It all begins with an idea.

Elmery’s suitcase was returned only minutes before the call to dinner.

The clothes were still in their neat piles and seemed completely untouched. Her footsteps were light on the chevron tiles of the dining hall, buoyed up by the show of the faith, and she stood happily behind her chair. Only matching Lyona’s careful stillness when her father entered the room.

“Be seated.”

Eli was every inch a great Lord. His ward and daughters bowed their heads and made practised steps around their chairs and into place at the table. His staff lined the hall in neat rows, bearing sterling platters and glass carafes of peated scotch. No ruffle of uniforms or waver in their stance.

Only silence.

“You may serve.”

Elmery watched his finger rise from the table. A subtle command; the show of garnet set in a master’s ring.
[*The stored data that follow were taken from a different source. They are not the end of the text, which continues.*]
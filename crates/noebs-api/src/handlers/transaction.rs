//! Switch Transaction Handler
//!
//! Every switch route shares one flow. The route table binds each path to
//! its shape and switch operation name; the `/ebs/` passthrough looks the
//! operation up in the same table.

use axum::{
    extract::{Path, State},
    Json,
};
use noebs_fields::{mask_sensitive_fields, ShapeId};
use serde_json::Value;
use std::sync::Arc;

use crate::dto::TransactionResponse;
use crate::error::{ApiError, ApiResult};
use crate::extractors::{RequestId, SwitchPayload};
use crate::routes::shape_for_endpoint;
use crate::state::AppState;
use crate::validation::validate_payload;

/// Validate, forward to the switch and return the sanitized envelope
#[utoipa::path(
    post,
    path = "/{endpoint}",
    tag = "Switch",
    params(
        ("endpoint" = String, Path, description = "Switch operation, e.g. cashIn or cardTransfer")
    ),
    responses(
        (status = 200, description = "Approved", body = TransactionResponse),
        (status = 400, description = "Invalid payload", body = crate::error::ErrorResponse),
        (status = 502, description = "Rejected by the switch", body = crate::error::ErrorResponse),
        (status = 503, description = "Switch unavailable", body = crate::error::ErrorResponse),
        (status = 504, description = "Switch timed out", body = crate::error::ErrorResponse)
    )
)]
pub async fn forward(
    State(state): State<Arc<AppState>>,
    RequestId(request_id): RequestId,
    SwitchPayload(payload): SwitchPayload,
    shape: ShapeId,
    endpoint: &'static str,
) -> ApiResult<Json<TransactionResponse>> {
    dispatch(&state, &request_id, &payload, shape, endpoint).await
}

/// Forward any switch operation under `/ebs/`
///
/// Operations with a dedicated route are validated against that route's
/// shape. Anything else only has to be a JSON object.
#[utoipa::path(
    post,
    path = "/ebs/{operation}",
    tag = "Switch",
    params(
        ("operation" = String, Path, description = "Switch operation, e.g. cardTransfer")
    ),
    responses(
        (status = 200, description = "Approved", body = TransactionResponse),
        (status = 400, description = "Invalid payload", body = crate::error::ErrorResponse),
        (status = 404, description = "Malformed operation name", body = crate::error::ErrorResponse),
        (status = 502, description = "Rejected by the switch", body = crate::error::ErrorResponse),
        (status = 503, description = "Switch unavailable", body = crate::error::ErrorResponse),
        (status = 504, description = "Switch timed out", body = crate::error::ErrorResponse)
    )
)]
pub async fn forward_ebs(
    State(state): State<Arc<AppState>>,
    RequestId(request_id): RequestId,
    Path(operation): Path<String>,
    SwitchPayload(payload): SwitchPayload,
) -> ApiResult<Json<TransactionResponse>> {
    let operation = operation.trim_start_matches('/');
    if !is_operation_name(operation) {
        return Err(ApiError::NotFound(format!("switch operation '{operation}'")));
    }
    let shape = shape_for_endpoint(operation);
    dispatch(&state, &request_id, &payload, shape, operation).await
}

/// Operation names are single path segments of ASCII letters, digits and `_`
fn is_operation_name(operation: &str) -> bool {
    !operation.is_empty()
        && operation
            .chars()
            .all(|c| c.is_ascii_alphanumeric() || c == '_')
}

async fn dispatch(
    state: &AppState,
    request_id: &str,
    payload: &Value,
    shape: ShapeId,
    endpoint: &str,
) -> ApiResult<Json<TransactionResponse>> {
    if let Err(err) = validate_payload(shape, payload) {
        record(endpoint, "invalid");
        return Err(err);
    }

    let envelope = match state.switch.send(endpoint, payload).await {
        Ok(envelope) => mask_sensitive_fields(envelope),
        Err(err) => {
            record(endpoint, "unavailable");
            return Err(err.into());
        }
    };

    tracing::info!(
        request_id = %request_id,
        endpoint,
        %shape,
        pan = %envelope.pan,
        response_code = envelope.outcome.response_code,
        "switch transaction"
    );

    if envelope.is_approved() {
        record(endpoint, "approved");
        return Ok(Json(TransactionResponse { ebs_response: envelope }));
    }

    tracing::warn!(
        request_id = %request_id,
        endpoint,
        response_code = envelope.outcome.response_code,
        message = %envelope.outcome.response_message,
        "switch rejected transaction"
    );
    record(endpoint, "rejected");
    Err(ApiError::SwitchRejected {
        code: envelope.outcome.response_code,
        message: envelope.outcome.response_message.clone(),
        envelope: Box::new(envelope),
    })
}

fn record(endpoint: &str, outcome: &'static str) {
    metrics::counter!(
        "noebs_switch_requests_total",
        "endpoint" => endpoint.to_owned(),
        "outcome" => outcome
    )
    .increment(1);
}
It sent the slow dance of dinner moving. A slow and steady rhythm of laid plates, careful strokes of knife and spoon, until every course was served and they faced a single glass of amber.

Smoke curled Elmery’s lip. Not the steady hearth, or lingering cloud from the kitchen servers. The tang that washed through her teeth and scorched its way down to her stomach.

Devin timed his sips with hers, a smile returning as she wrestled the measure down.

“Are you well, father?”

Boldness passed for affection at this table. Only Lyona could afford it.

“Sufficiently.”

“And your work is satisfying?”

“I have tended it to be so.”

“Then, I am pleased.” Lyona set down her emptied glass; eyelashes dark, but her voice unwavering. “The ladies sent their greetings to you.”

“So their letters suggested.”

Lyona paused. Elmery swallowed and stared down the last dregs of bitter water.

A neat suitcase seemed a hollow victory, under his tone.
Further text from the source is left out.